The link you posted however is for kotlin-native. This is a different compilation target with a few different capabilities but also limitations. You might be able to achieve what you described with kotlin native, I’m not sure. I don’t know enough about kotlin native. You won’t however be able to reuse your old java code or use any java libraries whatsoever. So as long as you don’t plan to rewrite your entire program in kotlin (from scratch) I don’t think this will be possible.

#3

I am in the process of redesigning the application, so targeting Kotlin native is a possibility. I need to weigh the pro’s and con’s, though.

If I choose to target native, will it have options for casting pointer’s to String’s without copying the data?

#4

If I understand this correctly, yes.

CPointer<ByteVar>. toKString() 

should convert a pointer to a string without copying it.
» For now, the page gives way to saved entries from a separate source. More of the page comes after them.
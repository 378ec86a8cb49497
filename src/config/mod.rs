//! Page-wide lazy loading options.
//!
//! # Module Structure
//!
//! ```text
//! config/
//! ├── error      # ConfigError, ConfigDiagnostics
//! ├── field      # FieldPath (option key used in diagnostics)
//! ├── margin     # rootMargin shorthand parsing
//! └── mod.rs     # Options (this file)
//! ```
//!
//! # Keys
//!
//! | Key             | Purpose                                           |
//! |-----------------|---------------------------------------------------|
//! | `loading`       | Class added while the real resource loads         |
//! | `failed`        | Class added when the resource fails to load       |
//! | `on`            | Class added when the element is revealed          |
//! | `loaded`        | Class added once the resource has loaded          |
//! | `attribute`     | Data-attribute prefix (`lazy` → `data-lazy-*`)    |
//! | `nativeSupport` | Leave `loading="lazy"` elements to the browser    |
//! | `proxy`         | Placeholder data URI for non-image media          |
//! | `observer`      | `root`, `rootMargin`, `threshold` for visibility  |
//!
//! The host page supplies any subset of these keys; missing keys fall back
//! to the defaults below and unknown keys are reported and ignored.
//!
//! # Example
//!
//! ```json
//! { "loaded": "is-visible", "observer": { "rootMargin": "200px 0px" } }
//! ```

mod error;
mod field;
mod margin;

pub use error::{ConfigDiagnostic, ConfigDiagnostics, ConfigError};
pub use field::FieldPath;
pub use margin::{Length, RootMargin};

use crate::log;
use anyhow::Result;
use serde::{Deserialize, Serialize};
use std::fs;
use std::path::Path;

/// 1x1 transparent gif used as placeholder source and poster.
pub const DEFAULT_PROXY: &str =
    "data:image/gif;base64,R0lGODlhAQABAIAAAAAAAP///yH5BAEAAAAALAAAAAABAAEAAAIBRAA7";

// ============================================================================
// Options
// ============================================================================

/// Options merged from defaults and host overrides, fixed at bootstrap.
#[derive(Debug, Clone, PartialEq, Serialize, Deserialize)]
#[serde(default, rename_all = "camelCase")]
pub struct Options {
    /// Class for an element whose resource is in flight.
    pub loading: String,

    /// Class for an element whose resource failed to load.
    pub failed: String,

    /// Class for an element that entered the viewport and was revealed.
    pub on: String,

    /// Class for an element whose resource loaded.
    pub loaded: String,

    /// Data-attribute prefix without the `data-` part.
    pub attribute: String,

    /// Trust the browser for elements that already carry `loading="lazy"`.
    pub native_support: bool,

    /// Placeholder data URI.
    pub proxy: String,

    /// Visibility observer tuning.
    pub observer: ObserverOptions,
}

impl Default for Options {
    fn default() -> Self {
        Self {
            loading: "lazy-loading".to_string(),
            failed: "lazy-failed".to_string(),
            on: "autolazy".to_string(),
            loaded: "lazy-loaded".to_string(),
            attribute: "lazy".to_string(),
            native_support: false,
            proxy: DEFAULT_PROXY.to_string(),
            observer: ObserverOptions::default(),
        }
    }
}

/// Visibility observer tuning (mirrors `IntersectionObserverInit`).
#[derive(Debug, Clone, PartialEq, Serialize, Deserialize)]
#[serde(default, rename_all = "camelCase")]
pub struct ObserverOptions {
    /// Selector of the scroll container; `None` means the viewport.
    pub root: Option<String>,

    /// Margin around the root box, CSS shorthand.
    pub root_margin: String,

    /// Visible fraction of the target required to count as intersecting.
    pub threshold: f64,
}

impl Default for ObserverOptions {
    fn default() -> Self {
        Self {
            root: None,
            root_margin: "0px 0px 0px 0px".to_string(),
            threshold: 0.0,
        }
    }
}

impl ObserverOptions {
    /// Parsed `root_margin`, falling back to zero margins when invalid.
    ///
    /// Validation rejects invalid margins up front, so the fallback only
    /// applies to options that skipped [`Options::validate`].
    pub fn margin(&self) -> RootMargin {
        self.root_margin.parse().unwrap_or_default()
    }
}

/// Field paths of every option key.
pub struct OptionsFields {
    pub loading: FieldPath,
    pub failed: FieldPath,
    pub on: FieldPath,
    pub loaded: FieldPath,
    pub attribute: FieldPath,
    pub proxy: FieldPath,
    pub observer_root: FieldPath,
    pub observer_root_margin: FieldPath,
    pub observer_threshold: FieldPath,
}

impl Options {
    pub const FIELDS: OptionsFields = OptionsFields {
        loading: FieldPath::new("loading"),
        failed: FieldPath::new("failed"),
        on: FieldPath::new("on"),
        loaded: FieldPath::new("loaded"),
        attribute: FieldPath::new("attribute"),
        proxy: FieldPath::new("proxy"),
        observer_root: FieldPath::new("observer.root"),
        observer_root_margin: FieldPath::new("observer.rootMargin"),
        observer_threshold: FieldPath::new("observer.threshold"),
    };

    // ========================================================================
    // loading
    // ========================================================================

    /// Parse host options from JSON, merged over the defaults.
    pub fn from_json(content: &str) -> Result<Self, ConfigError> {
        let mut ignored = Vec::new();
        let mut deserializer = serde_json::Deserializer::from_str(content);
        let options: Self = serde_ignored::deserialize(&mut deserializer, |path| {
            ignored.push(path.to_string());
        })?;
        deserializer.end()?;

        Self::finish(options, &ignored, "host options")
    }

    /// Parse options from TOML, merged over the defaults.
    pub fn from_toml(content: &str) -> Result<Self, ConfigError> {
        let mut ignored = Vec::new();
        let deserializer = toml::Deserializer::new(content);
        let options: Self = serde_ignored::deserialize(deserializer, |path| {
            ignored.push(path.to_string());
        })?;

        Self::finish(options, &ignored, "options file")
    }

    /// Load options from a TOML file.
    pub fn load(path: &Path) -> Result<Self> {
        let content =
            fs::read_to_string(path).map_err(|err| ConfigError::Io(path.to_path_buf(), err))?;
        Ok(Self::from_toml(&content)?)
    }

    /// Report ignored keys, then validate.
    fn finish(options: Self, ignored: &[String], source: &str) -> Result<Self, ConfigError> {
        if !ignored.is_empty() {
            Self::print_unknown_fields_warning(ignored, source);
        }
        options.validate()?;
        Ok(options)
    }

    /// Print warning about unknown keys.
    fn print_unknown_fields_warning(fields: &[String], source: &str) {
        log!("warning"; "unknown keys in {}, ignoring: {}", source, fields.join(", "));
    }

    // ========================================================================
    // validation
    // ========================================================================

    /// Check every option, collecting all problems before failing.
    pub fn validate(&self) -> Result<(), ConfigError> {
        let mut diag = ConfigDiagnostics::new();

        Self::validate_prefix(&mut diag, &self.attribute);

        for (field, class) in [
            (Self::FIELDS.loading, &self.loading),
            (Self::FIELDS.failed, &self.failed),
            (Self::FIELDS.on, &self.on),
            (Self::FIELDS.loaded, &self.loaded),
        ] {
            Self::validate_class(&mut diag, field, class);
        }

        if self.proxy.trim().is_empty() {
            diag.error(Self::FIELDS.proxy, "placeholder URI must not be empty");
        }

        let observer = &self.observer;
        if let Some(root) = &observer.root
            && root.trim().is_empty()
        {
            diag.error_with_hint(
                Self::FIELDS.observer_root,
                "root selector must not be empty",
                "use null to observe against the viewport",
            );
        }
        if let Err(err) = observer.root_margin.parse::<RootMargin>() {
            diag.error_with_hint(
                Self::FIELDS.observer_root_margin,
                err,
                "use 1 to 4 lengths in px or %, e.g. \"200px 0px\"",
            );
        }
        if !(0.0..=1.0).contains(&observer.threshold) {
            diag.error(
                Self::FIELDS.observer_threshold,
                format!("threshold {} must be within [0, 1]", observer.threshold),
            );
        }

        diag.into_result()
    }

    fn validate_prefix(diag: &mut ConfigDiagnostics, prefix: &str) {
        let valid_chars = prefix
            .chars()
            .all(|c| c.is_ascii_lowercase() || c.is_ascii_digit() || c == '-');

        if prefix.is_empty() {
            diag.error_with_hint(
                Self::FIELDS.attribute,
                "attribute prefix must not be empty",
                "the default is \"lazy\"",
            );
        } else if !valid_chars || prefix.starts_with('-') || prefix.ends_with('-') {
            diag.error_with_hint(
                Self::FIELDS.attribute,
                format!("`{prefix}` is not a valid data attribute name"),
                "use lowercase letters, digits and inner dashes",
            );
        }
    }

    fn validate_class(diag: &mut ConfigDiagnostics, field: FieldPath, class: &str) {
        if class.is_empty() {
            diag.error(field, "class name must not be empty");
        } else if class.chars().any(char::is_whitespace) {
            diag.error(field, format!("class name `{class}` must not contain whitespace"));
        }
    }
}

// ============================================================================
// Tests
// ============================================================================

#[cfg(test)]
mod tests {
    use super::*;
    use std::io::Write;

    #[test]
    fn test_defaults() {
        let options = Options::default();
        assert_eq!(options.loading, "lazy-loading");
        assert_eq!(options.failed, "lazy-failed");
        assert_eq!(options.on, "autolazy");
        assert_eq!(options.loaded, "lazy-loaded");
        assert_eq!(options.attribute, "lazy");
        assert!(!options.native_support);
        assert!(options.proxy.starts_with("data:image/gif;base64,"));
        assert_eq!(options.observer.root, None);
        assert_eq!(options.observer.margin(), RootMargin::default());
        assert_eq!(options.observer.threshold, 0.0);
        assert!(options.validate().is_ok());
    }

    #[test]
    fn test_json_merges_over_defaults() {
        let options = Options::from_json(
            r#"{"loaded": "is-visible", "nativeSupport": true, "observer": {"rootMargin": "200px"}}"#,
        )
        .unwrap();

        assert_eq!(options.loaded, "is-visible");
        assert!(options.native_support);
        assert_eq!(options.loading, "lazy-loading");
        assert_eq!(options.observer.margin(), RootMargin::uniform(Length::Px(200.0)));
        assert_eq!(options.observer.threshold, 0.0);
    }

    #[test]
    fn test_json_unknown_keys_are_ignored_and_reported() {
        crate::logger::capture::start();
        let options = Options::from_json(r#"{"fancy": 1, "observer": {"delay": 3}}"#).unwrap();
        let lines = crate::logger::capture::take();

        assert_eq!(options, Options::default());
        assert_eq!(lines.len(), 1);
        assert_eq!(lines[0].0, "warning");
        assert!(lines[0].1.contains("fancy"));
        assert!(lines[0].1.contains("observer.delay"));
    }

    #[test]
    fn test_json_syntax_error() {
        let err = Options::from_json("{not json").unwrap_err();
        assert!(matches!(err, ConfigError::Json(_)));
    }

    #[test]
    fn test_validation_collects_every_problem() {
        let err = Options::from_json(
            r#"{"attribute": "Lazy Load", "on": "", "observer": {"threshold": 1.5, "rootMargin": "1em"}}"#,
        )
        .unwrap_err();

        let ConfigError::Diagnostics(diag) = err else {
            panic!("expected diagnostics");
        };
        let fields: Vec<_> = diag.errors().iter().map(|e| e.field.as_str()).collect();
        assert_eq!(
            fields,
            vec!["attribute", "on", "observer.rootMargin", "observer.threshold"]
        );
    }

    #[test]
    fn test_prefix_rules() {
        for ok in ["lazy", "my-lazy", "l2"] {
            let options = Options {
                attribute: ok.to_string(),
                ..Options::default()
            };
            assert!(options.validate().is_ok(), "{ok} should be valid");
        }
        for bad in ["", "-lazy", "lazy-", "la zy", "LAZY"] {
            let options = Options {
                attribute: bad.to_string(),
                ..Options::default()
            };
            assert!(options.validate().is_err(), "{bad} should be rejected");
        }
    }

    #[test]
    fn test_toml_file() {
        let mut file = tempfile::NamedTempFile::new().unwrap();
        writeln!(
            file,
            "attribute = \"defer\"\nloaded = \"done\"\n\n[observer]\nthreshold = 0.25\nroot = \"#feed\""
        )
        .unwrap();

        let options = Options::load(file.path()).unwrap();
        assert_eq!(options.attribute, "defer");
        assert_eq!(options.loaded, "done");
        assert_eq!(options.observer.threshold, 0.25);
        assert_eq!(options.observer.root.as_deref(), Some("#feed"));
    }

    #[test]
    fn test_missing_file() {
        let err = Options::load(Path::new("/definitely/not/here/autolazy.toml")).unwrap_err();
        assert!(err.to_string().contains("IO error"));
    }
}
Before you decide to switch to kotlin native though, you should consider this carefully. It’s still an experimental target for kotlin. Although I’m pretty sure JetBrains will keep on developing it, there are far fewer libraries for it and you won’t be able to use any java libraries.
Also AFAIK debugging it is not as easy as you might think. IntelliJ does not support native debugging and CLion (the alternative for it) doesn’t have a free version and I’m not sure how good it’s support is. I personally don’t have much experience with kotlin native and my last experiments with it was 1 year ago, so a lot could have changed with the tooling support.

#5

To do this in Java / JNI you will have to look at NIO and hardware buffers (memory mapped IO). That should support memory sharing. This however does not make the data available as a string. You could perhaps create an implementation of CharSequence backed by the memory mapped IO.

If you don’t actually have pointers, but just a lot of “shared” string backing data you may just use charsequence implementations to provide a string API without copying data.

1 Like
#6

CPointer<ByteVar>.toKString() converts from UTF8 to UTF16, so result is a copy.

#7

I’ve already been down that road and it’s essentially a dead-end. Should anyone else go down the same path, here’s what you need to know:

  • Even if you remove all the NIO Buffers-to-String conversions, you still have to deal with the loss of built-in language functionality for Strings (like String switch statements).
  • Even if you accept the fact you no longer have built-in String switch statements, you still have to find all the .equals occurances and replace them with .isEqualTo’s and have to retrain your other developers to not use .equals anymore.
  • Even if you get past that hurdle, you still have to convert those CharSequence’s to strings if you use the built-in String append (the + operator). You have to find all those occurences and replace them with StringBuffer’s.
  • Even if you accept your now-clunky looking code, you STILL have to convert them to String’s because you’re most likely using a bunch of libraries in your project, and the Java ecosystem generally accepts String’s instead of CharSequence’s (and for good reason).